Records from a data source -

· · · · · · ·

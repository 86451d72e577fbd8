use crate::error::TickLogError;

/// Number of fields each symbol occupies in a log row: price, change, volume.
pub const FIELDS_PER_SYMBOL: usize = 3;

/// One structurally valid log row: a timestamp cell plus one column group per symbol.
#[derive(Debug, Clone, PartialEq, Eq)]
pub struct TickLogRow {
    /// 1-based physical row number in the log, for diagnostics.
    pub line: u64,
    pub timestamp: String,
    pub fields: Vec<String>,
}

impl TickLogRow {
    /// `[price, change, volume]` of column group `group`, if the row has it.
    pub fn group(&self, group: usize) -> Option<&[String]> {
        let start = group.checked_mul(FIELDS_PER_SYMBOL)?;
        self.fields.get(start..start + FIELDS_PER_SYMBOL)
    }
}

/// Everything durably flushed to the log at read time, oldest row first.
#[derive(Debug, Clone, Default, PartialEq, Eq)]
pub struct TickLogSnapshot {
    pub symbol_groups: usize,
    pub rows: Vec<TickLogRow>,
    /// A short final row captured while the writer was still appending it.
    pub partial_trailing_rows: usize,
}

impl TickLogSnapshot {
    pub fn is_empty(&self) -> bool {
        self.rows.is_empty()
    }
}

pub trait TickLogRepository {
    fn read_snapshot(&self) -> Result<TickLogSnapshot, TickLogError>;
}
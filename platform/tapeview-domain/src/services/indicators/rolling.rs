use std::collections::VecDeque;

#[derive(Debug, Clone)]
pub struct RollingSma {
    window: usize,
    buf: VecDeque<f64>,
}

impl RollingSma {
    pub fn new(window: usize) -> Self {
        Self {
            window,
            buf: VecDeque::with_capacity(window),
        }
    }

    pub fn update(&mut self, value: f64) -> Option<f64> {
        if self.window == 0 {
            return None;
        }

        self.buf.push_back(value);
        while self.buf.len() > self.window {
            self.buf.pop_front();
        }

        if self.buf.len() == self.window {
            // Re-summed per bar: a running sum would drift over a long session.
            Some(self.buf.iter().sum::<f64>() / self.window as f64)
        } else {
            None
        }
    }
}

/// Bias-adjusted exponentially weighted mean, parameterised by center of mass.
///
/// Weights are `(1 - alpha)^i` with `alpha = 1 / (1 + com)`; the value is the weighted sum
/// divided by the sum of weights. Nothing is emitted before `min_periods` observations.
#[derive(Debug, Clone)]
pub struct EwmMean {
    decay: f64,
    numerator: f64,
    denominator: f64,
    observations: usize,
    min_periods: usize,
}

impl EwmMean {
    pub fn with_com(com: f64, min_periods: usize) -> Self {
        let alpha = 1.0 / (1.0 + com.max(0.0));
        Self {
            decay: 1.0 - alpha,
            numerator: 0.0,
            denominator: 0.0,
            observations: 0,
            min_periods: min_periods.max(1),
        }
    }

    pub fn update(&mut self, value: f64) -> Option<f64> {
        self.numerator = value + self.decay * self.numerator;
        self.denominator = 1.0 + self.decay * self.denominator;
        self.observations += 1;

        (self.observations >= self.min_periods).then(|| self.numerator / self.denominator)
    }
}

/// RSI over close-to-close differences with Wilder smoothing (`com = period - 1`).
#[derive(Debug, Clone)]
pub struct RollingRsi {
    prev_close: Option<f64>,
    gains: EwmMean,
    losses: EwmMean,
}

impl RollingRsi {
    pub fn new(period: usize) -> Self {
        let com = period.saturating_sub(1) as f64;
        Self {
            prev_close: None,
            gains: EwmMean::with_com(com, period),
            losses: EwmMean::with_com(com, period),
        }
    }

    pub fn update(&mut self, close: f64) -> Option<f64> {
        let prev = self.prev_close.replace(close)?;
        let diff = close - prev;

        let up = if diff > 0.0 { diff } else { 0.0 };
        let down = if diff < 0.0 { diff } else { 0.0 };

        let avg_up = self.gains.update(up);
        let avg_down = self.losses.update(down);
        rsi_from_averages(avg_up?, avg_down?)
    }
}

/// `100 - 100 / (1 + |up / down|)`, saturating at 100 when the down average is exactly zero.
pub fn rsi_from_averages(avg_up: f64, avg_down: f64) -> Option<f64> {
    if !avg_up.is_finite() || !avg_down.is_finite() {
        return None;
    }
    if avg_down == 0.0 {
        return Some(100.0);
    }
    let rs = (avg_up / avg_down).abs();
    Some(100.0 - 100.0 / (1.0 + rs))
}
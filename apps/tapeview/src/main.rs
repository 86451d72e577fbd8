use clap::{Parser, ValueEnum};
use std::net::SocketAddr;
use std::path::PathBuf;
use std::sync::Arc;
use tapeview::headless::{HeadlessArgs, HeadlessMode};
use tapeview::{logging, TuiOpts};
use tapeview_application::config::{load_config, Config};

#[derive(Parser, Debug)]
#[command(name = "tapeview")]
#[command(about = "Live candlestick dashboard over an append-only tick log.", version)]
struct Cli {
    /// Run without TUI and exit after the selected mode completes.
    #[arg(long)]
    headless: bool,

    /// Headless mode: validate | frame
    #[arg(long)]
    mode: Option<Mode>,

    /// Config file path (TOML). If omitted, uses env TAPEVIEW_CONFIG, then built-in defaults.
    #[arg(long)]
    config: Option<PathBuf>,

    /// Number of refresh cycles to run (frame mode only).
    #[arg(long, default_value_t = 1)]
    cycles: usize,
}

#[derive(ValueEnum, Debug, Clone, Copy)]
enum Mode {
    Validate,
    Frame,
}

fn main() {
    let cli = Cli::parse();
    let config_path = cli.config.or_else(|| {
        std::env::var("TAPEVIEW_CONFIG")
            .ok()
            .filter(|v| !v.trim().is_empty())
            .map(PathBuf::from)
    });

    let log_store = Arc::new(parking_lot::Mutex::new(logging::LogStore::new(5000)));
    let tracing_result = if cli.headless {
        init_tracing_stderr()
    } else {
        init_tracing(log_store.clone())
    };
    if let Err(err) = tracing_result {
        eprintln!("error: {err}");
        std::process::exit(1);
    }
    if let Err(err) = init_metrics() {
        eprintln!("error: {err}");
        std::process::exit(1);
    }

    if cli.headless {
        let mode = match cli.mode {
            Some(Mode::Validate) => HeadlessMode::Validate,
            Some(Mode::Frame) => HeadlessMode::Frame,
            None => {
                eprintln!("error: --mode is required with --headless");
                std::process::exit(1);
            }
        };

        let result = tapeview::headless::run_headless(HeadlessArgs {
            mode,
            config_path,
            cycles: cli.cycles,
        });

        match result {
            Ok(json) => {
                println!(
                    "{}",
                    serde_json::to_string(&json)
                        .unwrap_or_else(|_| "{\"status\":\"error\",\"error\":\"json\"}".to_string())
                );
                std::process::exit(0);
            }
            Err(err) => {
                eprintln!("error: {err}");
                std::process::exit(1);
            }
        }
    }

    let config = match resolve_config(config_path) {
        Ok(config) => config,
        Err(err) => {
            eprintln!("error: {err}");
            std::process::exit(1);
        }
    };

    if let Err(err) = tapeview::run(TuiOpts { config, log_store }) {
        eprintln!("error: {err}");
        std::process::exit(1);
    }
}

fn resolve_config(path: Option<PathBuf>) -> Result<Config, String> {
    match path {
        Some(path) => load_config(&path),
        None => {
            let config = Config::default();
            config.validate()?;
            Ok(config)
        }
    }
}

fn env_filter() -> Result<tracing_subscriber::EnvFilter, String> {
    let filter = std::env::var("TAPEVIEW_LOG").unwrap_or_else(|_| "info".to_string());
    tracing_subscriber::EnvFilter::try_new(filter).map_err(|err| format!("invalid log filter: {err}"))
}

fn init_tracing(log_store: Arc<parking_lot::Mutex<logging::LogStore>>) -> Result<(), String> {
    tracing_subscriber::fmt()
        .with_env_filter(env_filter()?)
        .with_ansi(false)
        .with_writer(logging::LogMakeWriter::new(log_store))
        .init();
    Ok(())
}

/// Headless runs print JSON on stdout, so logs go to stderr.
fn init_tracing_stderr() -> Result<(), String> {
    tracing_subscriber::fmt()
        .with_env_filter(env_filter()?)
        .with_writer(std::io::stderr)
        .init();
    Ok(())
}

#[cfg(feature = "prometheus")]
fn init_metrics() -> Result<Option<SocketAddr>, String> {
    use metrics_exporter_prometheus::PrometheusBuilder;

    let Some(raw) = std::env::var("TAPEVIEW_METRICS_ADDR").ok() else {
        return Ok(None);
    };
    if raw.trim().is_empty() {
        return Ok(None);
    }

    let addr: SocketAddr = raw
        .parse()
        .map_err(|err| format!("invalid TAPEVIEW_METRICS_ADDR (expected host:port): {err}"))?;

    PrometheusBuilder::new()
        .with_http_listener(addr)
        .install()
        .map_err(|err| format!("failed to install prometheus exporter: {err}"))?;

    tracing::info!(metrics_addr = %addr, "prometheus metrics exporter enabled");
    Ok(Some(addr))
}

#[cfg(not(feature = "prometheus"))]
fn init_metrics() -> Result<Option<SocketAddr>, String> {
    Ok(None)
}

· · · · · · ·

Work item -
Show me all lines in the records that contain "PartialEq".

Answer box -
#[derive(Debug, Clone, PartialEq, Eq)]
#[derive(Debug, Clone, Default, PartialEq, Eq)]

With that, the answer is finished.